Internal Control and Cash Notes

Sarbanes-Oxley Act (Learning Objective 1)

  • The Sarbanes-Oxley Act aims to maintain public confidence in companies' financial reporting.
  • It applies to publicly held companies (those whose stock is traded on public exchanges).
  • The act emphasizes effective internal control, defined as procedures and processes to:
    • Safeguard assets.
    • Process information accurately.
    • Ensure compliance with laws and regulations.
  • Management is responsible for establishing and maintaining internal control over financial reporting.

Internal Control (Learning Objective 2)

  • Internal Control—Integrated Framework is the standard for designing, analyzing, and evaluating internal controls.
  • Internal control safeguards assets by preventing theft, fraud, misuse, or misplacement.
  • Employee fraud is a serious concern, defined as deceiving an employer for personal gain.

Objectives of Internal Control

  • Safeguarding assets.
  • Accurate information.
  • Compliance with laws and regulations.

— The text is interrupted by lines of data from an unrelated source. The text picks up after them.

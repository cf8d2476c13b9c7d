//! Step definitions.
//!
//! Each step turns its text and placeholders into one [`Action`] and hands
//! it to [`ScenarioContext::perform`]. Steps are collected by cucumber at
//! link time, so these modules only need to be compiled.
//!
//! [`Action`]: crate::action::Action
//! [`ScenarioContext::perform`]: crate::context::ScenarioContext::perform

mod account;
mod cart;
mod checkout;
mod comparison;
mod product;
mod search;

use cucumber::gherkin::Step;
use std::collections::HashMap;
use storefront_core::{Result, StorefrontError};

/// The rows of a step's data table, keyed by its header row.
pub(crate) fn table_hashes(step: &Step) -> Result<Vec<HashMap<String, String>>> {
    let table = step.table.as_ref().ok_or_else(|| {
        StorefrontError::misuse(format!("step '{}' needs a data table", step.value))
    })?;
    Ok(hashes(&table.rows))
}

fn hashes(rows: &[Vec<String>]) -> Vec<HashMap<String, String>> {
    let Some((header, body)) = rows.split_first() else {
        return Vec::new();
    };
    body.iter()
        .map(|row| {
            header
                .iter()
                .cloned()
                .zip(row.iter().map(|cell| cell.trim().to_string()))
                .collect()
        })
        .collect()
}

/// The first row of a table, for steps that only read one.
pub(crate) fn first_row(step: &Step) -> Result<HashMap<String, String>> {
    table_hashes(step)?.into_iter().next().ok_or_else(|| {
        StorefrontError::misuse(format!("table of step '{}' has no rows", step.value))
    })
}
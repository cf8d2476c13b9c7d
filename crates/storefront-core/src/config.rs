//! Environment-driven run configuration

use crate::error::{Result, StorefrontError};
use crate::fixtures;
use serde::{Deserialize, Serialize};
use std::path::PathBuf;
use std::str::FromStr;
use std::time::Duration;
use tracing::warn;

pub const DEFAULT_BASE_URL: &str = "https://opencart.abstracta.us/";
pub const DEFAULT_WEBDRIVER_URL: &str = "http://localhost:4444";
pub const VIEWPORT: Viewport = Viewport {
    width: 1280,
    height: 720,
};
pub const LAUNCH_ARGS: [&str; 2] = ["--start-maximized", "--disable-notifications"];

/// Browser engines the suite can drive.
#[derive(Debug, Clone, Copy, PartialEq, Eq, Hash, Serialize, Deserialize)]
#[serde(rename_all = "lowercase")]
pub enum Engine {
    Chromium,
    Firefox,
    Webkit,
}

impl Engine {
    /// Unknown names fall back to Chromium, matching the historical default.
    pub fn from_name(name: &str) -> Self {
        name.parse().unwrap_or_else(|_| {
            warn!("Unknown browser '{}', falling back to chromium", name);
            Engine::Chromium
        })
    }

    pub fn as_str(&self) -> &'static str {
        match self {
            Engine::Chromium => "chromium",
            Engine::Firefox => "firefox",
            Engine::Webkit => "webkit",
        }
    }
}

impl FromStr for Engine {
    type Err = StorefrontError;

    fn from_str(s: &str) -> Result<Self> {
        match s.trim().to_ascii_lowercase().as_str() {
            "chrome" | "chromium" => Ok(Engine::Chromium),
            "firefox" => Ok(Engine::Firefox),
            "webkit" | "safari" => Ok(Engine::Webkit),
            other => Err(StorefrontError::Config {
                key: "BROWSER".to_string(),
                reason: format!("unsupported browser '{other}'"),
            }),
        }
    }
}

impl std::fmt::Display for Engine {
    fn fmt(&self, f: &mut std::fmt::Formatter<'_>) -> std::fmt::Result {
        f.write_str(self.as_str())
    }
}

#[derive(Debug, Clone, Copy, PartialEq, Eq, Serialize, Deserialize)]
pub struct Viewport {
    pub width: u32,
    pub height: u32,
}

/// Deployment environment, selects which credential variables apply.
#[derive(Debug, Clone, Copy, PartialEq, Eq, Serialize, Deserialize)]
#[serde(rename_all = "lowercase")]
pub enum Environment {
    Development,
    Test,
    Production,
}

impl Environment {
    fn from_name(name: &str) -> Self {
        match name {
            "production" => Environment::Production,
            "test" => Environment::Test,
            _ => Environment::Development,
        }
    }

    fn credential_prefix(&self) -> &'static str {
        match self {
            Environment::Development => "DEV",
            Environment::Test => "TEST",
            Environment::Production => "PROD",
        }
    }
}

#[derive(Debug, Clone, PartialEq, Eq, Serialize, Deserialize)]
pub struct Credentials {
    pub email: String,
    pub password: String,
}

#[derive(Debug, Clone, Serialize, Deserialize)]
pub struct RetryConfig {
    pub retries: usize,
    pub min_timeout: Duration,
    pub max_timeout: Duration,
}

#[derive(Debug, Clone, Serialize, Deserialize)]
pub struct MediaConfig {
    pub screenshot: bool,
    pub video: bool,
}

#[derive(Debug, Clone, Serialize, Deserialize)]
pub struct Config {
    pub engine: Engine,
    pub base_url: String,
    pub headless: bool,
    pub slow_mo: Duration,
    pub timeout: Duration,
    pub launch_args: Vec<String>,
    pub viewport: Viewport,
    pub parallel: usize,
    pub retry: RetryConfig,
    pub media: MediaConfig,
    pub reports_dir: PathBuf,
    pub test_data_dir: PathBuf,
    pub webdriver_url: String,
    pub chrome_path: Option<String>,
    pub environment: Environment,
    pub credentials: Credentials,
    pub tags: Vec<String>,
}

impl Config {
    /// Reads the process environment, loading `.env` first if one exists.
    pub fn from_env() -> Result<Self> {
        // A missing .env is the normal case.
        let _ = dotenvy::dotenv();
        Self::from_lookup(|key| std::env::var(key).ok())
    }

    pub fn from_lookup<F>(lookup: F) -> Result<Self>
    where
        F: Fn(&str) -> Option<String>,
    {
        let get = |key: &str| lookup(key).filter(|v| !v.trim().is_empty());

        let environment = Environment::from_name(
            get("TEST_ENV").as_deref().unwrap_or("development"),
        );
        let prefix = environment.credential_prefix();
        let default_user = fixtures::users().valid;
        let credentials = Credentials {
            email: get(&format!("{prefix}_USER_EMAIL")).unwrap_or(default_user.email),
            password: get(&format!("{prefix}_USER_PASSWORD")).unwrap_or(default_user.password),
        };

        let tags = get("TAGS")
            .map(|raw| {
                raw.split(',')
                    .map(|t| t.trim().trim_start_matches('@').to_string())
                    .filter(|t| !t.is_empty())
                    .collect()
            })
            .unwrap_or_default();

        Ok(Self {
            engine: Engine::from_name(get("BROWSER").as_deref().unwrap_or("chrome")),
            base_url: get("BASE_URL").unwrap_or_else(|| DEFAULT_BASE_URL.to_string()),
            headless: get("HEADLESS").as_deref() == Some("true"),
            slow_mo: Duration::from_millis(parse_number(&get, "SLOW_MO", 0)?),
            timeout: Duration::from_millis(parse_number(&get, "TIMEOUT", 30_000)?),
            launch_args: LAUNCH_ARGS.iter().map(|a| a.to_string()).collect(),
            viewport: VIEWPORT,
            parallel: parse_number(&get, "PARALLEL", 2)?.max(1) as usize,
            retry: RetryConfig {
                retries: parse_number(&get, "RETRIES", 1)? as usize,
                min_timeout: Duration::from_millis(parse_number(&get, "MIN_TIMEOUT", 5_000)?),
                max_timeout: Duration::from_millis(parse_number(&get, "MAX_TIMEOUT", 10_000)?),
            },
            media: MediaConfig {
                screenshot: get("SCREENSHOT").as_deref() == Some("true"),
                video: get("VIDEO").as_deref() == Some("true"),
            },
            reports_dir: PathBuf::from(get("REPORTS_DIR").unwrap_or_else(|| "reports".into())),
            test_data_dir: PathBuf::from(
                get("TEST_DATA_DIR").unwrap_or_else(|| "fixtures".into()),
            ),
            webdriver_url: get("WEBDRIVER_URL").unwrap_or_else(|| DEFAULT_WEBDRIVER_URL.into()),
            chrome_path: get("CHROME_PATH"),
            environment,
            credentials,
            tags,
        })
    }

    /// Joins a route query (e.g. `?route=checkout/cart`) onto the base URL.
    pub fn url_for(&self, path: &str) -> String {
        format!("{}{}", self.base_url, path)
    }

    pub fn screenshots_dir(&self) -> PathBuf {
        self.reports_dir.join("screenshots")
    }

    pub fn videos_dir(&self) -> PathBuf {
        self.reports_dir.join("videos")
    }

    pub fn logs_dir(&self) -> PathBuf {
        self.reports_dir.join("logs")
    }
}

impl Default for Config {
    fn default() -> Self {
        // Every key has a default, so an empty lookup cannot fail.
        Self::from_lookup(|_| None).unwrap_or_else(|_| unreachable!("defaults always parse"))
    }
}

fn parse_number<F>(get: &F, key: &str, default: u64) -> Result<u64>
where
    F: Fn(&str) -> Option<String>,
{
    match get(key) {
        None => Ok(default),
        Some(raw) => raw.trim().parse().map_err(|_| StorefrontError::Config {
            key: key.to_string(),
            reason: format!("'{raw}' is not a non-negative integer"),
        }),
    }
}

Elements of Internal Control

  • Control environment.
  • Risk assessment.
  • Control procedures.
  • Monitoring.
  • Information and communication.

Risk Assessment

  • Businesses face risks like changes in customer requirements, competitive threats, regulatory changes, and economic factors.
  • Management should identify, analyze, and minimize these risks.

Internal Control Procedures

  • Competent personnel, rotating duties, and mandatory vacations.
  • Separating responsibilities for related operations.
  • Separating operations, custody of assets, and accounting.
  • Proofs and security measures.
Competent Personnel, Rotating Duties, and Mandatory Vacations
  • A successful company needs competent employees who are able to perform the duties that they are assigned.
  • Procedures should be established for properly training and supervising employees.
  • It is also advisable to rotate duties of accounting personnel and mandate vacations for all employees.
Separating Responsibilities for Related Operations
  • The responsibility for related operations should be divided among two or more people.
  • This decreases the possibility of errors and fraud.
Separating Operations, Custody of Assets, and Accounting
  • The responsibilities for operations, custody of assets, and accounting should be separated.
  • In this way, the accounting records serve as an independent check on the operating managers and the employees who have custody of assets.

Monitoring

  • Monitoring the internal control system is used to locate weaknesses and improve controls.
  • Monitoring often includes observing employee behavior and the accounting system for indicators of control problems.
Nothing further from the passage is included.